:: Exercise prompt ::
Take the entries below and retype them exactly.
[Opening Records to process section]
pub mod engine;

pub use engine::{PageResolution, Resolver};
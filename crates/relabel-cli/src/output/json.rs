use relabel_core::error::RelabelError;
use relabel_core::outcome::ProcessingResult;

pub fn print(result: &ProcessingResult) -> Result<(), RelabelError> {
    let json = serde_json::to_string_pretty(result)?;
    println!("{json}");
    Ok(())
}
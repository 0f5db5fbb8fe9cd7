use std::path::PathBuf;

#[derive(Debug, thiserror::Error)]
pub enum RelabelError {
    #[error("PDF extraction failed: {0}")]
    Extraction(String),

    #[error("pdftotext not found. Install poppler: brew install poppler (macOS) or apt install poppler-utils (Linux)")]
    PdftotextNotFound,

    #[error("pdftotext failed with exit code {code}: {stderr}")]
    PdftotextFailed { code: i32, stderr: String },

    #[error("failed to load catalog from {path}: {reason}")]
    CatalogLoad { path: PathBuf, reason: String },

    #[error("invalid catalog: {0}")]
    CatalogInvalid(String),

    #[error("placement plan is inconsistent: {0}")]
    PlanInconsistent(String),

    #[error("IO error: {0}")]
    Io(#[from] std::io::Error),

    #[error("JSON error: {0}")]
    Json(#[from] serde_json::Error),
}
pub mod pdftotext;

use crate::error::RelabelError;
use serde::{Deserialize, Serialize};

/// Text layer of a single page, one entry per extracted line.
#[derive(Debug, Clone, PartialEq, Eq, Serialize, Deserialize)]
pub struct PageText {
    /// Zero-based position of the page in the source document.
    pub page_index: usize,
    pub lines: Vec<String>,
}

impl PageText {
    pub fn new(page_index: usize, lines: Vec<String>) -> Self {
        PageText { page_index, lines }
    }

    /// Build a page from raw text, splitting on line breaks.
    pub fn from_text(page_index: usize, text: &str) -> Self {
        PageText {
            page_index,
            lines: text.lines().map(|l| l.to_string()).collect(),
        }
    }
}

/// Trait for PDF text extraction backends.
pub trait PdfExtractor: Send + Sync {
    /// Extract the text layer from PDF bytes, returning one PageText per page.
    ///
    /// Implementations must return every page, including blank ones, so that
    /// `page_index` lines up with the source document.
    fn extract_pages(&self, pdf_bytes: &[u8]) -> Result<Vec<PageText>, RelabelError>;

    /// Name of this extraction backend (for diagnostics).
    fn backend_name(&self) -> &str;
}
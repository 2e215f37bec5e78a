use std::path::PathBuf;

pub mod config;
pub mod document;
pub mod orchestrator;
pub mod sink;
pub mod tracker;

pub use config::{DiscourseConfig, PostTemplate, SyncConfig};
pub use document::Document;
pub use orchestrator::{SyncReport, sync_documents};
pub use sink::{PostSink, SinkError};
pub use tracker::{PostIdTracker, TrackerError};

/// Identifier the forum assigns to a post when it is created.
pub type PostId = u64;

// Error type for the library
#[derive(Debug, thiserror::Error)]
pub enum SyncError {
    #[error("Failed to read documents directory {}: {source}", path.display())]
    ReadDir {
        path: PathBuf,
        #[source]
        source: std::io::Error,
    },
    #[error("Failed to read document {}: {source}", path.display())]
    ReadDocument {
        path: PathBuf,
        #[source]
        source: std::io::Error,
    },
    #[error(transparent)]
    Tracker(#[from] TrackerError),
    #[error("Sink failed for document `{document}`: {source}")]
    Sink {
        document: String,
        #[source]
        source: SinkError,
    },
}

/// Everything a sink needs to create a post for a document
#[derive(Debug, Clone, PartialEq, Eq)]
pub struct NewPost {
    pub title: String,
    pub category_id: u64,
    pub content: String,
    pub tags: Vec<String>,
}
[Closing Records to process section]
:: Answer section ::
pub mod engine;

pub use engine::{PageResolution, Resolver};
filename crates/relabel-cli/src/output/json.rs
use relabel_core::error::RelabelError;
use relabel_core::outcome::ProcessingResult;

pub fn print(result: &ProcessingResult) -> Result<(), RelabelError> {
    let json = serde_json::to_string_pretty(result)?;
    println!("{json}");
    Ok(())
}
repository 0f5db5fbb8fe9cd7
use std::path::PathBuf;

#[derive(Debug, thiserror::Error)]
pub enum RelabelError {
    #[error("PDF extraction failed: {0}")]
    Extraction(String),

    #[error("pdftotext not found. Install poppler: brew install poppler (macOS) or apt install poppler-utils (Linux)")]
    PdftotextNotFound,

    #[error("pdftotext failed with exit code {code}: {stderr}")]
    PdftotextFailed { code: i32, stderr: String },

    #[error("failed to load catalog from {path}: {reason}")]
    CatalogLoad { path: PathBuf, reason: String },

    #[error("invalid catalog: {0}")]
    CatalogInvalid(String),

    #[error("placement plan is inconsistent: {0}")]
    PlanInconsistent(String),

    #[error("IO error: {0}")]
    Io(#[from] std::io::Error),

    #[error("JSON error: {0}")]
    Json(#[from] serde_json::Error),
}
pub mod pdftotext;

use crate::error::RelabelError;
use serde::{Deserialize, Serialize};

/// Text layer of a single page, one entry per extracted line.
#[derive(Debug, Clone, PartialEq, Eq, Serialize, Deserialize)]
pub struct PageText {
    /// Zero-based position of the page in the source document.
    pub page_index: usize,
    pub lines: Vec<String>,
}

impl PageText {
    pub fn new(page_index: usize, lines: Vec<String>) -> Self {
        PageText { page_index, lines }
    }

    /// Build a page from raw text, splitting on line breaks.
    pub fn from_text(page_index: usize, text: &str) -> Self {
        PageText {
            page_index,
            lines: text.lines().map(|l| l.to_string()).collect(),
        }
    }
}

/// Trait for PDF text extraction backends.
pub trait PdfExtractor: Send + Sync {
    /// Extract the text layer from PDF bytes, returning one PageText per page.
    ///
    /// Implementations must return every page, including blank ones, so that
    /// `page_index` lines up with the source document.
    fn extract_pages(&self, pdf_bytes: &[u8]) -> Result<Vec<PageText>, RelabelError>;

    /// Name of this extraction backend (for diagnostics).
    fn backend_name(&self) -> &str;
}
repository 2e215f37bec5e78a
use std::path::PathBuf;

pub mod config;
pub mod document;
pub mod orchestrator;
pub mod sink;
pub mod tracker;

pub use config::{DiscourseConfig, PostTemplate, SyncConfig};
pub use document::Document;
pub use orchestrator::{SyncReport, sync_documents};
pub use sink::{PostSink, SinkError};
pub use tracker::{PostIdTracker, TrackerError};

/// Identifier the forum assigns to a post when it is created.
pub type PostId = u64;

// Error type for the library
#[derive(Debug, thiserror::Error)]
pub enum SyncError {
    #[error("Failed to read documents directory {}: {source}", path.display())]
    ReadDir {
        path: PathBuf,
        #[source]
        source: std::io::Error,
    },
    #[error("Failed to read document {}: {source}", path.display())]
    ReadDocument {
        path: PathBuf,
        #[source]
        source: std::io::Error,
    },
    #[error(transparent)]
    Tracker(#[from] TrackerError),
    #[error("Sink failed for document `{document}`: {source}")]
    Sink {
        document: String,
        #[source]
        source: SinkError,
    },
}

/// Everything a sink needs to create a post for a document
#[derive(Debug, Clone, PartialEq, Eq)]
pub struct NewPost {
    pub title: String,
    pub category_id: u64,
    pub content: String,
    pub tags: Vec<String>,
}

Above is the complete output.